L'Europe change de pied

C’est maintenant dit. Cela se murmurait depuis plusieurs semaines, un mot, une phrase après l’autre. Cette chronique s’en était régulièrement fait l’écho mais c’est maintenant à quatre et non plus seulement à deux, l’Espagne et l’Italie en plus de la France et de l’Allemagne, que les plus grands pays de l’Union se sont prononcés hier, à Versailles, pour une « Europe différenciée », le nouveau nom de ce que l’on appelait avant « l’Europe à plusieurs vitesses ».

« Je plaide pour qu’il y ait de nouvelles formes de coopération, des coopérations différenciées », a dit François Hollande. Nous devons avoir le courage, a renchéri Mme Merkel, d’accepter que certains pays avancent un peu plus rapidement que d’autres ». « L’Espagne est disposée à aller plus loin dans l’intégration avec tous ceux qui voudront la poursuivre », a annoncé Mariano Rajoy tandis que Paolo Gentiloni évoquait « différents niveaux d’intégration » permettant d’offrir « des réponses différentes » à « des ambitions différentes ».

Dans l’immédiat, cela ne change rien mais, à moyen terme, cela change tout.

Pour que ce nouveau projet prenne forme, car c’en est un, il faut d’abord que les élections néerlandaises, françaises et allemandes aient eu lieu et n’aient pas débouché sur l’arrivée au pouvoir d’europhobes décidés à sortir de l’Union.

C’est exclu à Berlin mais pas plus totalement impossible à La Haye qu’à Paris. Dans cette hypothèse, l’unité européenne aurait rapidement vécu mais si ce n’est pas le cas, si Mme Le Pen échoue au second tour et que ses amis néerlandais ne trouvent pas de partenaires avec lesquels gouverner, alors, oui, l’Union change de pied et, bientôt, dès l’automne prochain, de visage.

Elle devient alors, expliquait hier François Hollande à six grands journaux européens, un ensemble dans lequel il y aura un marché commun à 27, pour certains une monnaie unique et, pour tous ceux qui le voudront, des avancées à plusieurs dans les domaines de la Défense, de l’harmonisation fiscale et sociale, de la recherche, de la culture ou de la jeunesse.
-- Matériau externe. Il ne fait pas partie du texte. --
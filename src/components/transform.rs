//! World-space placement of an entity.

use serde::{Deserialize, Serialize};

/// Position, scale, and rotation of an entity.
///
/// The physics system integrates `x`/`y` from velocities; the render system
/// uses the whole record to place sprites.
#[derive(Clone, Copy, Debug, PartialEq, Serialize, Deserialize)]
#[serde(default)]
pub struct Transform {
    pub x: f32,
    pub y: f32,
    pub scale_x: f32,
    pub scale_y: f32,
    /// Rotation in degrees.
    pub rotation: f32,
}

impl Default for Transform {
    fn default() -> Self {
        Self {
            x: 0.0,
            y: 0.0,
            scale_x: 1.0,
            scale_y: 1.0,
            rotation: 0.0,
        }
    }
}

impl Transform {
    /// Create a transform at the given position with unit scale.
    pub fn new(x: f32, y: f32) -> Self {
        Self {
            x,
            y,
            ..Self::default()
        }
    }

    pub fn with_scale(mut self, sx: f32, sy: f32) -> Self {
        self.scale_x = sx;
        self.scale_y = sy;
        self
    }

    pub fn with_rotation(mut self, degrees: f32) -> Self {
        self.rotation = degrees;
        self
    }

    /// Move the transform by a delta.
    pub fn translate(&mut self, dx: f32, dy: f32) {
        self.x += dx;
        self.y += dy;
    }
}
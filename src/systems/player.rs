//! Drives a [`PlayerController`] for every matched entity tagged `"player"`.
//!
//! The controller is created the first time the entity is seen, starting at
//! its transform position, and dropped when the entity leaves the match set.
//! After each update the controller's position is written back into the
//! [`Transform`] and, when present, the sprite image follows the animation.

use rustc_hash::FxHashMap;

use crate::behaviors::player::PlayerController;
use crate::components::sprite::Sprite;
use crate::components::transform::Transform;
use crate::ecs::component::{ComponentKind, ComponentSet};
use crate::ecs::entity::EntityId;
use crate::ecs::error::SystemResult;
use crate::ecs::system::{System, SystemBase, SystemContext, SystemPriority};
use crate::resources::input::InputQuery;

pub const PLAYER_TAG: &str = "player";

/// Input used when the host injects none.
struct NoInput;

impl InputQuery for NoInput {
    fn is_action_active(&self, _action: &str) -> bool {
        false
    }
}

pub struct PlayerSystem {
    base: SystemBase,
    controllers: FxHashMap<EntityId, PlayerController>,
}

impl Default for PlayerSystem {
    fn default() -> Self {
        Self::new()
    }
}

impl PlayerSystem {
    pub const NAME: &'static str = "player";

    pub fn new() -> Self {
        Self {
            base: SystemBase::new(
                Self::NAME,
                SystemPriority::UPDATE,
                ComponentSet::of(&[ComponentKind::Transform]),
            ),
            controllers: FxHashMap::default(),
        }
    }

    pub fn controller(&self, id: EntityId) -> Option<&PlayerController> {
        self.controllers.get(&id)
    }
}

impl System for PlayerSystem {
    fn base(&self) -> &SystemBase {
        &self.base
    }

    fn base_mut(&mut self) -> &mut SystemBase {
        &mut self.base
    }

    fn on_entity_removed(&mut self, id: EntityId) -> bool {
        self.controllers.remove(&id);
        self.base.matched_mut().remove(id)
    }

    fn update(&mut self, dt: f32, ctx: &mut SystemContext<'_, '_>) -> SystemResult {
        let input = ctx.input().unwrap_or(&NoInput);
        for id in self.base.matched().iter() {
            let tagged = ctx
                .entity(id)
                .is_some_and(|e| e.is_active() && e.has_tag(PLAYER_TAG));
            if !tagged {
                continue;
            }

            if !self.controllers.contains_key(&id) {
                let start = ctx.component::<Transform>(id);
                let controller = PlayerController::new(start.x, start.y)?;
                self.controllers.insert(id, controller);
            }
            let Some(controller) = self.controllers.get_mut(&id) else {
                continue;
            };
            controller.update(input, dt)?;

            let player = controller.player();
            let transform = ctx.component_mut::<Transform>(id);
            transform.x = player.x;
            transform.y = player.y;
            if let Some(sprite) = ctx.entity_mut(id).and_then(|e| e.get_mut::<Sprite>()) {
                sprite.image = format!("player_{}", player.animation);
            }
        }
        Ok(())
    }
}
Toute l’idée de cette Europe différenciée est que ceux des Européens qui ne souhaitent pas aller plus loin que le marché unique le puissent tandis que d’autres pourront resserrer leurs liens où et quand ils en ressentiront le besoin.

« C’est une idée qui s’impose. Sinon c’est l’Europe qui explose », disait le président français et ce n’était pas qu’une formule.

C’est la réalité car l’unité européenne est désormais trop profonde pour que l’Union demeure paralysée par l’exigence d’unanimité. Elle doit pouvoir avancer et le faire vite, faire la preuve de son efficacité ou bien se déliter et tout autant qu’elle peut se défaire à 27, elle ne peut avancer qu’à quelques uns.

C’est la première raison du tournant qui s’amorce et la seconde a pour nom Donald Trump car, face à son isolationnisme et à son rejet de l’Union, les grands pays européens voient un vide à remplir au plus vite et réalisent qu’ils ont les moyens de le faire car l’Europe unie est la première puissance économique du monde.